(Supplied records)

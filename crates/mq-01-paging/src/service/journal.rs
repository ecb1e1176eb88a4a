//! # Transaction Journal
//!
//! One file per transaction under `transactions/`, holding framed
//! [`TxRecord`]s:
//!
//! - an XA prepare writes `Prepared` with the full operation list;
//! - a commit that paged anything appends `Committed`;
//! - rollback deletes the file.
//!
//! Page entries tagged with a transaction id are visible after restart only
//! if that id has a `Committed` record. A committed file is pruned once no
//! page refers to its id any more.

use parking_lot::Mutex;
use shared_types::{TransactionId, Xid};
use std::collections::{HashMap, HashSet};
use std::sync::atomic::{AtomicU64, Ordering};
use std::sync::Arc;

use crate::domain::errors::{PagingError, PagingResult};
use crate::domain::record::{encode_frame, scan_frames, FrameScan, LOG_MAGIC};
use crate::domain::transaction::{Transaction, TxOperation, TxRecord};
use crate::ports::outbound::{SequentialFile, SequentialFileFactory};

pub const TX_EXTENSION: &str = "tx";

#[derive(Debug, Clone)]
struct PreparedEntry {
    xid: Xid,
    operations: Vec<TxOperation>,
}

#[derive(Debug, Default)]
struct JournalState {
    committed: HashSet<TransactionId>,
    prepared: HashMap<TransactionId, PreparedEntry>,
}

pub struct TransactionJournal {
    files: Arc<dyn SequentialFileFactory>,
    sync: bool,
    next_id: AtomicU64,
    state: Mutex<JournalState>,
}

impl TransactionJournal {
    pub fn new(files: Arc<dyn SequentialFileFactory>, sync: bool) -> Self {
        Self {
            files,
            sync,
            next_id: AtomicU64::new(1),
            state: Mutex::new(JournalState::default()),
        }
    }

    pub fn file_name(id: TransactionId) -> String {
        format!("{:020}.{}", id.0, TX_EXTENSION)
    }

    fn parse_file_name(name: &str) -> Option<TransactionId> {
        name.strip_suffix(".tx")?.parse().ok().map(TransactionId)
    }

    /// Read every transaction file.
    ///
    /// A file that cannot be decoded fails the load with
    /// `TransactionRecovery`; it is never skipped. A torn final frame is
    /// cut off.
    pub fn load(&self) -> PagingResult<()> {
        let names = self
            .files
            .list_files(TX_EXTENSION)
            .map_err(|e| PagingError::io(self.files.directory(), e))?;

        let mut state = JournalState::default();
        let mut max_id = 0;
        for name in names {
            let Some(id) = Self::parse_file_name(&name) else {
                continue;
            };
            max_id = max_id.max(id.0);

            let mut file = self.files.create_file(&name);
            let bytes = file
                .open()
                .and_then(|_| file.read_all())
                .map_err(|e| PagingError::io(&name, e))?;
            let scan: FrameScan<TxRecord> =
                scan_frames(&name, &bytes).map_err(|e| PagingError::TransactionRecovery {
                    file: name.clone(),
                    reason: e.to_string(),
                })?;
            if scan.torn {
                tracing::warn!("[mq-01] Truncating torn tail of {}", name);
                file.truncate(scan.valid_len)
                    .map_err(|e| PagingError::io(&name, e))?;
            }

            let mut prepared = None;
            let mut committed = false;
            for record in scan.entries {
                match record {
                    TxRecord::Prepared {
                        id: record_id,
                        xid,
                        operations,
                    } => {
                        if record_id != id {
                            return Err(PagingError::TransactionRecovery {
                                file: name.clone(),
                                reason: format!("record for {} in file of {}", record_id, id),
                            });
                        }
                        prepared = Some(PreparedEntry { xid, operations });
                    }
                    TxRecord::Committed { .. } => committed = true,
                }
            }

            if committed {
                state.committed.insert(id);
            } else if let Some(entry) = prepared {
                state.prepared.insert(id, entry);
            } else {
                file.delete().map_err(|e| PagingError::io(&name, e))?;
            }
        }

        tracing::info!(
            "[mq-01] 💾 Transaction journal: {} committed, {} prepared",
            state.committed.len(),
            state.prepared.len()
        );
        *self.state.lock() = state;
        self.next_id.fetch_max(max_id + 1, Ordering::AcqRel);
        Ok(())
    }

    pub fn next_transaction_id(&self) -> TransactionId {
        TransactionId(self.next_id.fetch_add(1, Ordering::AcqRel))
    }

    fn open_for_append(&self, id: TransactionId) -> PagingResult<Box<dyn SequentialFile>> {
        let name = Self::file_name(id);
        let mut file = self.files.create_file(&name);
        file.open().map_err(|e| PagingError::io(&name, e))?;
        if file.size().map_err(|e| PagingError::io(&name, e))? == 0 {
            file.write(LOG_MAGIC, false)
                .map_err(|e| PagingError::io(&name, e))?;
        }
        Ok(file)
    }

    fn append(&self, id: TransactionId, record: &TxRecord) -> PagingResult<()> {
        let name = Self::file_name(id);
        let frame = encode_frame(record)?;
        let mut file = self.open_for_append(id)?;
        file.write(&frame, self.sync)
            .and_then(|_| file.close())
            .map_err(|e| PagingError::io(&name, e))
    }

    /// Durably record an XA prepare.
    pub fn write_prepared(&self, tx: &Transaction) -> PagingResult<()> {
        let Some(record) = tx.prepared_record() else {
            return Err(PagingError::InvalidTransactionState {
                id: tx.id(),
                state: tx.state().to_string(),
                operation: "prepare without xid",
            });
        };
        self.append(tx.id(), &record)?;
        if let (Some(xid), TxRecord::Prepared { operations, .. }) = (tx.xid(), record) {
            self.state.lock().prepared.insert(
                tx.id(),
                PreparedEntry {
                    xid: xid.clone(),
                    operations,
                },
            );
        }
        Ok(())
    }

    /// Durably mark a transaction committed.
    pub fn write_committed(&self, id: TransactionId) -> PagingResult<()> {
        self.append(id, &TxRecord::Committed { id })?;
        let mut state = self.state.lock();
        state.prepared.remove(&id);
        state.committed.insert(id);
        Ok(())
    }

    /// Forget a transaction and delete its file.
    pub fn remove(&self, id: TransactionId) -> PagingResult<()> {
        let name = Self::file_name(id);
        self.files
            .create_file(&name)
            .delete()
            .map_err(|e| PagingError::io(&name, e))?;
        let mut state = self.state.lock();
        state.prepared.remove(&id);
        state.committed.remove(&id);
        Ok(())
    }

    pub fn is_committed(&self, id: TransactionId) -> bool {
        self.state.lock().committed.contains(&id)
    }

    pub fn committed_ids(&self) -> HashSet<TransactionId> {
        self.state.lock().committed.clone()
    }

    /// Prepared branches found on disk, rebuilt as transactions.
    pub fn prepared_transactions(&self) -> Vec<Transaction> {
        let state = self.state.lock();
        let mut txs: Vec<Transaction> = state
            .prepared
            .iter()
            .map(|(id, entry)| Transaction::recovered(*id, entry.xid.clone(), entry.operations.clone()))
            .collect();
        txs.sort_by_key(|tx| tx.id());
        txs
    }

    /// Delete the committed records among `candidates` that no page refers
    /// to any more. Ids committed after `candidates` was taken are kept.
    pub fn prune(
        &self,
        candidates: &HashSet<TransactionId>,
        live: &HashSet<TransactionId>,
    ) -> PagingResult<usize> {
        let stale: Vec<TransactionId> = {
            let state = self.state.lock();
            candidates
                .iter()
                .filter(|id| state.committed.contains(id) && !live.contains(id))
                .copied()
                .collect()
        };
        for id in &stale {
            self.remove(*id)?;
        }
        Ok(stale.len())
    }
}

(End Supplied records)

■ **Work to be completed**: The answer must be every line from the entries above that holds the string "lock".

■ **Answer section**:
        *self.state.lock() = state;
            self.state.lock().prepared.insert(
        let mut state = self.state.lock();
        let mut state = self.state.lock();
        self.state.lock().committed.contains(&id)
        self.state.lock().committed.clone()
        let state = self.state.lock();
            let state = self.state.lock();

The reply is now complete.